EXERCISE BRIEF:
Copy out every line of the records where the string "indexed" occurs.

DATA FOR THIS TASK:
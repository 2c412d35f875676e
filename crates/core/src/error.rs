//! Error types for the storage and query layers.
//!
//! Every fallible operation returns [`StoreError`]. Callers that only care
//! about the broad category (for example to pick an HTTP status code) use
//! [`StoreError::kind`].

use crate::search::similarity::SimilarityError;
use std::fmt;
use thiserror::Error;

/// Result alias used throughout the crate.
pub type Result<T, E = StoreError> = std::result::Result<T, E>;

/// The entity a [`StoreError::NotFound`] or [`StoreError::Conflict`] refers to.
#[derive(Debug, Clone, Copy, PartialEq, Eq)]
pub enum Entity {
    Vector,
    Document,
}

impl fmt::Display for Entity {
    fn fmt(&self, f: &mut fmt::Formatter<'_>) -> fmt::Result {
        match self {
            Entity::Vector => f.write_str("vector"),
            Entity::Document => f.write_str("document"),
        }
    }
}

/// Broad error category.
#[derive(Debug, Clone, Copy, PartialEq, Eq)]
pub enum ErrorKind {
    NotFound,
    Conflict,
    InvalidInput,
    Internal,
}

#[derive(Debug, Error)]
pub enum StoreError {
    #[error("{entity} '{id}' not found")]
    NotFound { entity: Entity, id: String },

    #[error("{entity} '{id}' already exists")]
    Conflict { entity: Entity, id: String },

    #[error("query must not be empty")]
    EmptyQuery,

    #[error(transparent)]
    Similarity(#[from] SimilarityError),

    #[error("invalid input: {0}")]
    InvalidInput(String),

    #[error("storage error: {0}")]
    Storage(#[from] redb::Error),

    #[error("record encoding error: {0}")]
    Codec(#[from] serde_json::Error),

    #[error("I/O error: {0}")]
    Io(#[from] std::io::Error),
}

impl StoreError {
    pub(crate) fn not_found(entity: Entity, id: &str) -> Self {
        StoreError::NotFound {
            entity,
            id: id.to_string(),
        }
    }

    pub(crate) fn conflict(entity: Entity, id: &str) -> Self {
        StoreError::Conflict {
            entity,
            id: id.to_string(),
        }
    }

    pub(crate) fn invalid(msg: impl Into<String>) -> Self {
        StoreError::InvalidInput(msg.into())
    }

    /// Returns the category of this error.
    pub fn kind(&self) -> ErrorKind {
        match self {
            StoreError::NotFound { .. } => ErrorKind::NotFound,
            StoreError::Conflict { .. } => ErrorKind::Conflict,
            StoreError::EmptyQuery | StoreError::Similarity(_) | StoreError::InvalidInput(_) => {
                ErrorKind::InvalidInput
            }
            StoreError::Storage(_) | StoreError::Codec(_) | StoreError::Io(_) => {
                ErrorKind::Internal
            }
        }
    }
}

// redb reports each transaction stage with its own error type.
macro_rules! impl_from_redb {
    ($($ty:ident),* $(,)?) => {
        $(
            impl From<redb::$ty> for StoreError {
                fn from(err: redb::$ty) -> Self {
                    StoreError::Storage(err.into())
                }
            }
        )*
    };
}

impl_from_redb!(
    DatabaseError,
    TransactionError,
    TableError,
    StorageError,
    CommitError,
);
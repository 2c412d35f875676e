//! Exact-match metadata filtering.
//!
//! [`MetadataIndex`] is an inverted index from `(key, value)` pairs to the IDs
//! of the vectors currently carrying them. Filters are answered by
//! intersecting the ID sets of every pair in the filter instead of scanning
//! all vectors. [`matches_filter`] evaluates the same predicate on a single
//! metadata map.

use crate::filter_types::{Metadata, MetadataFilter};
use std::collections::{HashMap, HashSet};

/// Check if `metadata` holds every `(key, value)` pair of `filter`.
pub fn matches_filter(metadata: &Metadata, filter: &MetadataFilter) -> bool {
    filter
        .iter()
        .all(|(k, v)| metadata.get(k).is_some_and(|actual| actual == v))
}

/// Inverted index: metadata key → metadata value → IDs holding that pair.
///
/// Empty ID sets are pruned, and so are keys whose value map becomes empty,
/// so the index never holds entries for pairs no vector carries.
#[derive(Debug, Default)]
pub struct MetadataIndex {
    entries: HashMap<String, HashMap<String, HashSet<String>>>,
}

impl MetadataIndex {
    /// Creates an empty index.
    pub fn new() -> Self {
        Self::default()
    }

    /// Registers every pair of `metadata` for `id`.
    pub fn add(&mut self, id: &str, metadata: &Metadata) {
        for (key, value) in metadata {
            self.entries
                .entry(key.clone())
                .or_default()
                .entry(value.clone())
                .or_default()
                .insert(id.to_string());
        }
    }

    /// Removes every pair of `metadata` for `id`, pruning emptied sets.
    pub fn remove(&mut self, id: &str, metadata: &Metadata) {
        for (key, value) in metadata {
            let Some(values) = self.entries.get_mut(key) else {
                continue;
            };
            if let Some(ids) = values.get_mut(value) {
                ids.remove(id);
                if ids.is_empty() {
                    values.remove(value);
                }
            }
            if values.is_empty() {
                self.entries.remove(key);
            }
        }
    }

    /// IDs matching every pair of `filter`.
    ///
    /// Returns `None` for an empty filter, meaning "no restriction". A key or
    /// value absent from the index yields an empty set.
    pub fn matching_ids(&self, filter: &MetadataFilter) -> Option<HashSet<&str>> {
        if filter.is_empty() {
            return None;
        }

        let mut sets: Vec<&HashSet<String>> = Vec::with_capacity(filter.len());
        for (key, value) in filter {
            match self.entries.get(key).and_then(|values| values.get(value)) {
                Some(ids) => sets.push(ids),
                None => return Some(HashSet::new()),
            }
        }

        // Walk the smallest set and check membership in the others.
        sets.sort_by_key(|ids| ids.len());
        let Some((smallest, rest)) = sets.split_first() else {
            return Some(HashSet::new());
        };
        Some(
            smallest
                .iter()
                .map(String::as_str)
                .filter(|id| rest.iter().all(|ids| ids.contains(*id)))
                .collect(),
        )
    }

    /// IDs holding exactly `(key, value)`, if any.
    pub fn ids_for(&self, key: &str, value: &str) -> Option<&HashSet<String>> {
        self.entries.get(key).and_then(|values| values.get(value))
    }

    /// Number of distinct metadata keys indexed.
    pub fn key_count(&self) -> usize {
        self.entries.len()
    }

    /// Total number of `(key, value, id)` entries.
    pub fn entry_count(&self) -> usize {
        self.entries
            .values()
            .flat_map(|values| values.values())
            .map(HashSet::len)
            .sum()
    }

    /// Returns `true` if nothing is indexed.
    pub fn is_empty(&self) -> bool {
        self.entries.is_empty()
    }
}
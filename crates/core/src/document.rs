//! Document records.
//!
//! A `Document` is a titled piece of content with tags. Documents live only in
//! the durable store; they are not cached or indexed in memory.

use crate::error::{Result, StoreError};
use chrono::{DateTime, Utc};
use serde::{Deserialize, Serialize};

/// A stored document.
#[derive(Debug, Clone, PartialEq, Serialize, Deserialize)]
pub struct Document {
    /// Unique identifier, chosen by the caller.
    pub id: String,
    pub title: String,
    pub content: String,
    /// Ordered tags; [`crate::storage::DocumentStore::list_by_tag`] matches them exactly.
    #[serde(default)]
    pub tags: Vec<String>,
    /// Stamped on insert and never changed afterwards.
    pub created_at: DateTime<Utc>,
    /// Stamped on every successful write.
    pub updated_at: DateTime<Utc>,
}

impl Document {
    /// Creates an unsaved document. Timestamps are re-stamped when it is stored.
    pub fn new(
        id: impl Into<String>,
        title: impl Into<String>,
        content: impl Into<String>,
        tags: Vec<String>,
    ) -> Self {
        let now = Utc::now();
        Self {
            id: id.into(),
            title: title.into(),
            content: content.into(),
            tags,
            created_at: now,
            updated_at: now,
        }
    }

    /// Returns `true` if the document carries `tag`.
    pub fn has_tag(&self, tag: &str) -> bool {
        self.tags.iter().any(|t| t == tag)
    }

    pub(crate) fn validate(&self) -> Result<()> {
        if self.id.is_empty() {
            return Err(StoreError::invalid("document id must not be empty"));
        }
        if self.title.is_empty() {
            return Err(StoreError::invalid("document title must not be empty"));
        }
        if self.content.is_empty() {
            return Err(StoreError::invalid("document content must not be empty"));
        }
        Ok(())
    }
}
//! REST API layer built on Axum.
//!
//! Provides HTTP handlers for vector CRUD, plain and hybrid search, document
//! CRUD, and health. Includes middleware for request timeouts, body size
//! limits, concurrency limits, metrics collection, and request ID tracing.

/// API error types mapped to HTTP status codes.
pub mod errors;
/// HTTP request handlers and application state.
pub mod handlers;
/// Prometheus metrics recording.
pub mod metrics;
/// Request and response data transfer objects.
pub mod models;

use axum::error_handling::HandleErrorLayer;
use axum::extract::DefaultBodyLimit;
use axum::http::{HeaderName, HeaderValue, Request, StatusCode};
use axum::middleware::{self, Next};
use axum::response::Response;
use axum::routing::{get, post};
use axum::Router;
use handlers::AppState;
use std::time::{Duration, Instant};
use tower::buffer::BufferLayer;
use tower::limit::ConcurrencyLimitLayer;
use tower::timeout::TimeoutLayer;
use tower::ServiceBuilder;
use tower_http::compression::CompressionLayer;
use tower_http::cors::CorsLayer;
use tower_http::trace::TraceLayer;
use tracing::Instrument;
use vectradb_core::config;

/// Prefix shared by every data route.
pub const API_PREFIX: &str = "/api/v1";

async fn request_id_middleware(req: Request<axum::body::Body>, next: Next) -> Response {
    let request_id = uuid::Uuid::new_v4().to_string();
    let span = tracing::info_span!("request", request_id = %request_id);
    async move {
        let mut response = next.run(req).await;
        if let Ok(value) = HeaderValue::from_str(&request_id) {
            response
                .headers_mut()
                .insert(HeaderName::from_static("x-request-id"), value);
        }
        response
    }
    .instrument(span)
    .await
}

async fn metrics_middleware(req: Request<axum::body::Body>, next: Next) -> Response {
    let method = req.method().to_string();
    let path = req.uri().path().to_string();
    let start = Instant::now();
    let response = next.run(req).await;
    metrics::record_request(&method, &path, response.status().as_u16(), start.elapsed());
    response
}

fn api_routes() -> Router<AppState> {
    Router::new()
        .route(
            "/vectors",
            get(handlers::list_vectors).post(handlers::create_vector),
        )
        .route(
            "/vectors/:id",
            get(handlers::get_vector)
                .put(handlers::update_vector)
                .delete(handlers::delete_vector),
        )
        .route("/search", post(handlers::search))
        .route("/search/hybrid", post(handlers::hybrid_search))
        .route(
            "/documents",
            get(handlers::list_documents).post(handlers::create_document),
        )
        .route(
            "/documents/:id",
            get(handlers::get_document)
                .put(handlers::update_document)
                .delete(handlers::delete_document),
        )
        .route("/documents/tags/:tag", get(handlers::list_documents_by_tag))
        .route("/health", get(handlers::health))
}

/// Builds the Axum router with all routes and middleware layers.
///
/// The middleware stack (outermost to innermost):
/// Concurrency limit → Timeout → Body limit → CORS → Trace → Compression →
/// Request ID → Metrics.
pub fn create_router(state: AppState) -> Router {
    Router::new()
        .nest(API_PREFIX, api_routes())
        .route("/metrics", get(handlers::metrics_endpoint))
        .layer(middleware::from_fn(metrics_middleware))
        .layer(middleware::from_fn(request_id_middleware))
        .layer(CompressionLayer::new())
        .layer(TraceLayer::new_for_http())
        .layer(CorsLayer::permissive())
        .layer(DefaultBodyLimit::max(config::MAX_REQUEST_BODY_BYTES))
        .layer(
            ServiceBuilder::new()
                .layer(HandleErrorLayer::new(|err: tower::BoxError| async move {
                    if err.is::<tower::timeout::error::Elapsed>() {
                        StatusCode::REQUEST_TIMEOUT
                    } else {
                        StatusCode::SERVICE_UNAVAILABLE
                    }
                }))
                .layer(BufferLayer::new(config::REQUEST_BUFFER_SIZE))
                .layer(ConcurrencyLimitLayer::new(config::MAX_CONCURRENT_REQUESTS))
                .layer(TimeoutLayer::new(Duration::from_secs(
                    config::REQUEST_TIMEOUT_SECS,
                ))),
        )
        .with_state(state)
}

REPLY:
    /// Number of distinct metadata keys indexed.
    /// Returns `true` if nothing is indexed.
//! the durable store; they are not cached or indexed in memory.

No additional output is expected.